HyperTransformer: Model Generation for Supervised and Semi-Supervised Few-Shot Learning
Authors: Andrey Zhmoginov, Mark Sandler, Maksym Vladymyrov
ICML 2022 | Conference PDF | Archive PDF | Plain Text | LLM Run Details
| Reproducibility Variable | Result | LLM Response |
|---|---|---|
| Research Type | Experimental | In this section, we present HYPERTRANSFORMER (HT) experimental results and discuss the implications of our empirical findings. ... Table 1. Comparison of HT with MAML++ and RFS on models of different sizes and different datasets: (a) 20-way OMNIGLOT, (b) 5-way MINIIMAGENET and (c) 5-way TIEREDIMAGENET. |
| Researcher Affiliation | Industry | Andrey Zhmoginov 1 Mark Sandler 1 Max Vladymyrov 1 ... 1Google Research.

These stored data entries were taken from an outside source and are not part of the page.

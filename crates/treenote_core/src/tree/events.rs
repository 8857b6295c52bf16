use crate::model::field::FieldKind;
use crate::model::item::ItemId;

/// Where a change came from.
#[derive(Debug, Clone, Copy, PartialEq, Eq)]
pub enum Origin {
    /// Edit made through this model, including undo/redo.
    Local,
    /// Edit replayed from the store feed.
    Remote,
}

/// Typed structural-change notification sent to observers.
///
/// Positions are positions inside the parent's `children` sequence.
#[derive(Debug, Clone, PartialEq, Eq)]
pub enum TreeEvent {
    RowsInserted {
        parent: ItemId,
        position: usize,
        ids: Vec<ItemId>,
        origin: Origin,
    },
    RowsRemoved {
        parent: ItemId,
        position: usize,
        ids: Vec<ItemId>,
        origin: Origin,
    },
    /// A block of `count` siblings starting at `from` now starts at `to`.
    RowsMoved {
        parent: ItemId,
        from: usize,
        count: usize,
        to: usize,
        origin: Origin,
    },
    /// Remove-then-insert applied as one step.
    Reparented {
        ids: Vec<ItemId>,
        from_parent: ItemId,
        from_position: usize,
        to_parent: ItemId,
        to_position: usize,
        origin: Origin,
    },
    ItemChanged {
        id: ItemId,
        field: FieldKind,
        origin: Origin,
    },
    TombstoneChanged {
        id: ItemId,
        deleted: bool,
        origin: Origin,
    },
    /// Expansion annotation of an item was toggled.
    ExpansionChanged { id: ItemId, expanded: bool },
    /// Next available task of a project was recomputed.
    AvailabilityChanged {
        project: ItemId,
        next: Option<ItemId>,
    },
    /// Whole tree was reloaded.
    Reset,
}

impl TreeEvent {
    pub fn origin(&self) -> Option<Origin> {
        match self {
            Self::RowsInserted { origin, .. }
            | Self::RowsRemoved { origin, .. }
            | Self::RowsMoved { origin, .. }
            | Self::Reparented { origin, .. }
            | Self::ItemChanged { origin, .. }
            | Self::TombstoneChanged { origin, .. } => Some(*origin),
            Self::ExpansionChanged { .. } | Self::AvailabilityChanged { .. } | Self::Reset => None,
        }
    }

    /// Returns whether the event changes which rows exist or their order.
    pub fn is_structural(&self) -> bool {
        matches!(
            self,
            Self::RowsInserted { .. }
                | Self::RowsRemoved { .. }
                | Self::RowsMoved { .. }
                | Self::Reparented { .. }
                | Self::TombstoneChanged { .. }
                | Self::Reset
        )
    }
}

Correspondence to: Andrey Zhmoginov <azhmogin@google.com>. |
| Pseudocode | No | The paper describes algorithmic ideas but does not contain any structured pseudocode or algorithm blocks clearly labeled as such. |
| Open Source Code | Yes | The code for the paper can be found at https://github.com/google-research/googleresearch/tree/master/hypertransformer. |
| Open Datasets | Yes | For our experiments, we chose several most widely used few-shot datasets including OMNIGLOT, MINIIMAGENET and TIEREDIMAGENET. |
| Dataset Splits | No | The paper describes how tasks are sampled for training and evaluation (e.g., 'each training task t Ttrain is sampled by first randomly choosing n distinct classes Ct from a large training dataset and then sampling examples without replacement from these classes to generate τ(t) and Q(t).'), but it does not provide specific percentages or counts for training, validation, and test splits of the overall datasets like OMNIGLOT, MINIIMAGENET, and TIEREDIMAGENET. |
| Hardware Specification | No | The paper does not provide any specific hardware details such as GPU/CPU models, processor types, or memory amounts used for running the experiments. |
| Software Dependencies | No | The paper does not provide specific ancillary software details with version numbers (e.g., library or solver names with version numbers like Python 3.8, PyTorch 1.9). |
| Experiment Setup | Yes | In all our experiments, we used gradient descent optimizer with a learning rate in the 0.01 to 0.02 range. Our early experiments with more advanced optimizers were unstable. We used a learning rate decay schedule, in which we reduced the learning rate by a factor of 0.95 every 10^5 learning steps. ... For all tasks except 5-shot MINIIMAGENET our Transformer had 3 layers... The 5-shot MINIIMAGENET and TIEREDIMAGENET results presented in Table 1 were obtained with a simplified Transformer model that had 1 layer... |